Annie Fox bids farewell

By Bernard Little, WRNMMC Command Communications

Walter Reed National Military Medical Center bid farewell to Army Maj. Annie Fox, a mix-breed Labrador and Golden Retriever, during a special retirement ceremony March 17 in the National Intrepid Center of Excellence at WRNMMC.
A special part of Facility Dog Program for eight years, Annie Fox is named in honor of the late Army nurse 1st Lt. Annie G. Fox, the first woman to receive the Purple Heart for combat. Lieutenant Fox earned the Purple Heart for “outstanding performance of duty, meritorious acts of extraordinary fidelity and essential service” during the attack on Hickam Field, Hawaii, Dec. 7, 1941. At that time, the awarding of the Purple Heart did not require the recipient to be wounded in action. Regarding the canine Annie Fox, then Army Maj. Gen.
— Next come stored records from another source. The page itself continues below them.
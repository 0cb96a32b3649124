//! Turn raw hourly/daily series into dashboard cards.

use std::collections::BTreeMap;

use chrono::{NaiveDate, Timelike};

use crate::{
    condition::{WeatherCondition, classify},
    format::format_display_date,
    model::{CurrentConditions, CurrentWeather, DailyEntry, DaySummary, HourlySample},
};

/// Number of days shown in the forecast strip.
pub const FORECAST_HORIZON_DAYS: usize = 5;

/// The hourly sample chosen to stand in for a day's humidity.
#[derive(Debug, Clone, Copy, PartialEq)]
pub enum RepresentativeHour<'a> {
    /// Sample taken at exactly 12:00 local time.
    Noon(&'a HourlySample),
    /// No noon sample; first sample of that date.
    FirstOfDay(&'a HourlySample),
    /// No hourly sample for that date at all.
    Missing,
}

impl<'a> RepresentativeHour<'a> {
    pub fn find(hourly: &'a [HourlySample], date: NaiveDate) -> Self {
        let noon = date.and_hms_opt(12, 0, 0);

        if let Some(sample) = hourly.iter().find(|s| Some(s.timestamp) == noon) {
            return Self::Noon(sample);
        }

        match hourly.iter().find(|s| s.timestamp.date() == date) {
            Some(sample) => Self::FirstOfDay(sample),
            None => Self::Missing,
        }
    }

    pub fn sample(&self) -> Option<&'a HourlySample> {
        match *self {
            Self::Noon(sample) | Self::FirstOfDay(sample) => Some(sample),
            Self::Missing => None,
        }
    }

    pub fn humidity(&self) -> u8 {
        self.sample().map(|s| s.relative_humidity).unwrap_or(0)
    }
}

/// Build one summary card from a daily entry and the hourly series.
pub fn summarize_day(entry: &DailyEntry, hourly: &[HourlySample]) -> DaySummary {
    let representative = RepresentativeHour::find(hourly, entry.date);
    if representative == RepresentativeHour::Missing {
        tracing::debug!(date = %entry.date, "no hourly sample for day, humidity defaults to 0");
    }

    let (description, icon) = classify(entry.weather_code);

    DaySummary {
        date: entry.date,
        display_date: format_display_date(entry.date),
        min_temp: entry.min_temp,
        max_temp: entry.max_temp,
        weather_code: entry.weather_code,
        icon,
        description: description.to_string(),
        humidity: representative.humidity(),
        wind_speed: entry.max_wind_speed,
        representative_timestamp: representative.sample().map(|s| s.timestamp),
    }
}

/// Aggregate the daily series into at most [`FORECAST_HORIZON_DAYS`] cards,
/// ascending by date, one per distinct date (first occurrence wins).
pub fn aggregate_days(hourly: &[HourlySample], daily: &[DailyEntry]) -> Vec<DaySummary> {
    let mut by_date: BTreeMap<NaiveDate, &DailyEntry> = BTreeMap::new();
    for entry in daily {
        by_date.entry(entry.date).or_insert(entry);
    }

    by_date
        .values()
        .take(FORECAST_HORIZON_DAYS)
        .map(|entry| summarize_day(entry, hourly))
        .collect()
}

/// Build the current conditions card.
///
/// Humidity and feels-like come from the hourly sample of the current hour;
/// min/max from today's daily entry.
pub fn current_conditions(
    current: &CurrentWeather,
    hourly: &[HourlySample],
    daily: &[DailyEntry],
) -> CurrentConditions {
    let hour_start = current
        .time
        .with_minute(0)
        .and_then(|t| t.with_second(0))
        .unwrap_or(current.time);

    let sample = hourly.iter().find(|s| s.timestamp == hour_start);
    if sample.is_none() {
        tracing::debug!(time = %current.time, "no hourly sample for current hour");
    }

    let today = daily.iter().find(|d| d.date == current.time.date());
    let condition = WeatherCondition::from_wmo_code(current.weather_code);

    CurrentConditions {
        observed_at: current.time,
        temperature: current.temperature,
        feels_like: sample.map(|s| s.apparent_temperature).unwrap_or(current.temperature),
        min_temp: today.map(|d| d.min_temp).unwrap_or(current.temperature),
        max_temp: today.map(|d| d.max_temp).unwrap_or(current.temperature),
        humidity: sample.map(|s| s.relative_humidity).unwrap_or(0),
        wind_speed: current.wind_speed,
        wind_direction: current.wind_direction,
        condition,
        icon: condition.icon_code(current.is_day),
    }
}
Jimmie Keenan, chief of the Army Nurse Corps, commissioned the canine as an Army first lieutenant in front of WRNMMC’s historic Tower on Oct. 15, 2015. Keenan, then noted that the canines in the Facility Dog Program at WRNMMC provide comfort, support, hope and “unconditional love” to wounded, ill and injured patients, as well as to the staffs at WRNMMC and Naval Support Activity Bethesda.
Facility Dog Team Chaplain Brother David Schlatter said Annie Fox has left her mark at WRNMMC. He added the canines in the Facility Dog Program at the medical center bring “a certain enthusiasm and joy to our days here.” While the canine is headed to Michigan with her owner, Judy. Schlatter said the love and joy Annie Fox brought to WRNMMC will not end. “That legacy continues,” he said.
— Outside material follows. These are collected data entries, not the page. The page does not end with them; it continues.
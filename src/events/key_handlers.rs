// Copyright (C) 2026  Caprica Software Limited
//
// This program is free software: you can redistribute it and/or modify
// it under the terms of the GNU General Public License as published by
// the Free Software Foundation, either version 3 of the License, or
// (at your option) any later version.
//
// This program is distributed in the hope that it will be useful,
// but WITHOUT ANY WARRANTY; without even the implied warranty of
// MERCHANTABILITY or FITNESS FOR A PARTICULAR PURPOSE.  See the
// GNU General Public License for more details.
//
// You should have received a copy of the GNU General Public License
// along with this program.  If not, see <https://www.gnu.org/licenses/>.

//! Maps keyboard and mouse input to application actions.
//!
//! Input is offered, in order, to the command line, to a pending
//! confirmation, to the focused component and finally to the global key map.

use anyhow::Result;
use crossterm::event::{
    Event, KeyCode, KeyEvent, KeyModifiers, MouseButton, MouseEvent, MouseEventKind,
};
use ratatui::layout::{Position, Rect};

use crate::{App, Focus, actions::Action, events::AppEvent};

use super::handlers::handle_action;

const VOLUME_DELTA: i16 = 5;

/// Routes one key press.
///
/// # Errors
///
/// Returns an error only if the task worker has gone away.
pub(super) fn process_key_event(app: &mut App, key: KeyEvent) -> Result<()> {
    let event = Event::Key(key);
    if app.commander.handle_event(&event, &app.event_tx) {
        return Ok(());
    }

    // Nothing else is accepted until the prompt is answered.
    if app.controller.pending().is_some() {
        match key.code {
            KeyCode::Char('y') | KeyCode::Enter => handle_action(app, Action::Confirm)?,
            KeyCode::Char('n') | KeyCode::Esc => handle_action(app, Action::Cancel)?,
            _ => {}
        }
        return Ok(());
    }

    match key.code {
        KeyCode::Char('q') => {
            app.event_tx.send(AppEvent::ExitApplication)?;
            return Ok(());
        }
        KeyCode::Char('/') => {
            app.commander.open_with("find ");
            return Ok(());
        }
        KeyCode::Char('a') => {
            app.commander.open_with("add ");
            return Ok(());
        }
        KeyCode::Tab => {
            app.focus = app.focus.toggle();
            return Ok(());
        }
        _ => {}
    }

    let action = match app.focus {
        Focus::Songs => {
            let view = app.controller.view();
            app.song_table
                .as_widget(view.songs(), view.target())
                .process_event(&event)
        }
        Focus::Sidebar => app
            .sidebar
            .as_widget(app.controller.playlists(), app.controller.library().len())
            .process_event(&event),
    };

    if let Some(action) = action.or_else(|| global_action(key)) {
        handle_action(app, action)?;
    }

    Ok(())
}

/// Clicks on the progress gauge seek; the wheel scrolls the song table.
pub(super) fn process_mouse_event(app: &mut App, mouse: MouseEvent) -> Result<()> {
    match mouse.kind {
        MouseEventKind::Down(MouseButton::Left) => {
            let fraction = app
                .progress_area
                .and_then(|area| seek_fraction(area, mouse.column, mouse.row));
            if let Some(fraction) = fraction {
                handle_action(app, Action::Seek(fraction))?;
            }
        }
        MouseEventKind::ScrollDown => scroll_songs(app, KeyCode::Down),
        MouseEventKind::ScrollUp => scroll_songs(app, KeyCode::Up),
        _ => {}
    }

    Ok(())
}

fn scroll_songs(app: &mut App, code: KeyCode) {
    let event = Event::Key(KeyEvent::new(code, KeyModifiers::NONE));
    let view = app.controller.view();
    app.song_table
        .as_widget(view.songs(), view.target())
        .process_event(&event);
}

/// Keys that work whichever component has focus.
fn global_action(key: KeyEvent) -> Option<Action> {
    let action = match key.code {
        KeyCode::Char(' ') => Action::TogglePlayPause,
        KeyCode::Char('n') => Action::Next,
        KeyCode::Char('p') => Action::Previous,
        KeyCode::Char('s') => Action::ToggleShuffle,
        KeyCode::Char('r') => Action::ToggleRepeat,
        KeyCode::Char('R') => Action::Refresh,
        KeyCode::Char('o') => Action::CycleSort,
        KeyCode::Char('-') => Action::AdjustVolume(-VOLUME_DELTA),
        KeyCode::Char('=') | KeyCode::Char('+') => Action::AdjustVolume(VOLUME_DELTA),
        KeyCode::Char(c) if c.is_ascii_digit() => {
            let tenths = c.to_digit(10)?;
            Action::Seek(f64::from(tenths) / 10.0)
        }
        _ => return None,
    };
    Some(action)
}

/// Where a click at `(column, row)` lands along the gauge, `0.0..1.0`.
fn seek_fraction(area: Rect, column: u16, row: u16) -> Option<f64> {
    if area.width == 0 || !area.contains(Position::new(column, row)) {
        return None;
    }
    Some(f64::from(column - area.x) / f64::from(area.width))
}

#[cfg(test)]
mod tests {
    use super::*;

    fn key(code: KeyCode) -> KeyEvent {
        KeyEvent::new(code, KeyModifiers::NONE)
    }

    #[test]
    fn digits_seek_in_tenths() {
        assert_eq!(global_action(key(KeyCode::Char('0'))), Some(Action::Seek(0.0)));
        assert_eq!(global_action(key(KeyCode::Char('5'))), Some(Action::Seek(0.5)));
        assert_eq!(global_action(key(KeyCode::Char('9'))), Some(Action::Seek(0.9)));
    }

    #[test]
    fn volume_keys_step_by_five() {
        assert_eq!(
            global_action(key(KeyCode::Char('-'))),
            Some(Action::AdjustVolume(-5))
        );
        assert_eq!(
            global_action(key(KeyCode::Char('+'))),
            Some(Action::AdjustVolume(5))
        );
        assert_eq!(global_action(key(KeyCode::Char('z'))), None);
    }

    #[test]
    fn clicks_outside_gauge_are_ignored() {
        let gauge = Rect::new(10, 20, 50, 1);

        assert_eq!(seek_fraction(gauge, 10, 20), Some(0.0));
        assert_eq!(seek_fraction(gauge, 35, 20), Some(0.5));
        assert_eq!(seek_fraction(gauge, 9, 20), None);
        assert_eq!(seek_fraction(gauge, 60, 20), None);
        assert_eq!(seek_fraction(gauge, 30, 21), None);
    }
}
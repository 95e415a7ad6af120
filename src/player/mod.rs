// Copyright (C) 2026  Caprica Software Limited
//
// This program is free software: you can redistribute it and/or modify
// it under the terms of the GNU General Public License as published by
// the Free Software Foundation, either version 3 of the License, or
// (at your option) any later version.
//
// This program is distributed in the hope that it will be useful,
// but WITHOUT ANY WARRANTY; without even the implied warranty of
// MERCHANTABILITY or FITNESS FOR A PARTICULAR PURPOSE.  See the
// GNU General Public License for more details.
//
// You should have received a copy of the GNU General Public License
// along with this program.  If not, see <https://www.gnu.org/licenses/>.

//! Audio playback control and state management.
//!
//! This module provides the [`Transport`] abstraction the library controller
//! drives, and [`AudioPlayer`], the implementation backed by a background
//! worker thread that interfaces with the underlying audio library (MPV). MPV
//! streams directly from the library service, so the transport only ever
//! deals in URLs.

mod commands;

use std::sync::mpsc;

use anyhow::Result;

use crate::{events::AppEvent, player::commands::AudioPlayerCommand};

/// Represents the current playback status.
///
/// The audio engine itself only ever reports `Playing`, `Paused` and
/// `Stopped`; `Loading` and `Ended` are tracked by the controller around
/// those reports.
#[derive(Clone, Copy, Debug, Default, PartialEq, Eq)]
pub(crate) enum PlayerState {
    #[default]
    Stopped,
    Loading,
    Playing,
    Paused,
    Ended,
}

/// The media playback engine as seen by the controller.
///
/// Calls are requests; outcomes (state changes, duration, errors) are
/// reported asynchronously as [`AppEvent`]s.
pub(crate) trait Transport {
    /// Replaces whatever is playing with the audio at `url` and starts it.
    fn load(&self, url: &str) -> Result<()>;

    fn pause(&self) -> Result<()>;

    fn resume(&self) -> Result<()>;

    /// Plays the most recently loaded audio again from position 0.
    fn restart(&self) -> Result<()>;

    fn stop(&self) -> Result<()>;

    /// Moves the playback position to an absolute offset in seconds.
    fn seek_to(&self, seconds: f64) -> Result<()>;

    /// Sets the output volume, `0..=100`.
    fn set_volume(&self, level: u8) -> Result<()>;
}

/// A handle to the audio playback engine.
///
/// This struct acts as a command proxy; it does not perform audio processing
/// itself but instead sends instructions to a background worker thread.
pub(crate) struct AudioPlayer {
    /// Channel for sending commands to the background worker thread.
    command_tx: mpsc::Sender<AudioPlayerCommand>,
}

impl AudioPlayer {
    /// Spawns the audio worker thread and returns a new player handle.
    ///
    /// # Arguments
    ///
    /// * `event_tx` - A channel to send application-level events (like progress
    ///   updates or errors) back to the main event loop.
    pub(crate) fn new(event_tx: mpsc::Sender<AppEvent>) -> Result<Self> {
        let (command_tx, command_rx) = mpsc::channel::<AudioPlayerCommand>();

        commands::spawn_player_worker(command_rx, event_tx);

        Ok(Self { command_tx })
    }

    // Maps internal audio backend flags to a simplified [`PlayerState`].
    fn player_state(is_paused: bool, is_idle: bool) -> PlayerState {
        if is_idle {
            PlayerState::Stopped
        } else if is_paused {
            PlayerState::Paused
        } else {
            PlayerState::Playing
        }
    }

    fn send(&self, command: AudioPlayerCommand) -> Result<()> {
        self.command_tx.send(command)?;
        Ok(())
    }
}

impl Transport for AudioPlayer {
    fn load(&self, url: &str) -> Result<()> {
        self.send(AudioPlayerCommand::Load(url.to_string()))
    }

    fn pause(&self) -> Result<()> {
        self.send(AudioPlayerCommand::Pause)
    }

    fn resume(&self) -> Result<()> {
        self.send(AudioPlayerCommand::Resume)
    }

    fn restart(&self) -> Result<()> {
        self.send(AudioPlayerCommand::Restart)
    }

    fn stop(&self) -> Result<()> {
        self.send(AudioPlayerCommand::Stop)
    }

    fn seek_to(&self, seconds: f64) -> Result<()> {
        self.send(AudioPlayerCommand::SeekTo(seconds))
    }

    fn set_volume(&self, level: u8) -> Result<()> {
        self.send(AudioPlayerCommand::SetVolume(level.min(100)))
    }
}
Amy O’Connor, a project manager in the Assistant Chief of Staff Directorate at WRNMMC, shared letters from those who encountered and were touched by Annie Fox while at the medical center. One person wrote
“Annie was the first facility dog I had ever encountered. She was brought to my room the day after I got out of the ICU after my brain surgery. She was so calm and loving. I instantly fell in love with her. During my therapy and recovery at the Brain Fitness Center, she was always there to greet me with that amazing little smile of hers. I bought my granddaughter to therapy one afternoon and she got to meet Annie. Annie gave her one of those famous smiles.”
Another person wrote, “Maj. Annie Fox gave gifts of love without every asking for anything in return, and what is so special about her work and Judy’s work with her is that the stories and memories of being cared for in a time of vulnerability in their lives, were from a place of the ‘open-est’ heart from the ‘goodest’ girl!!!”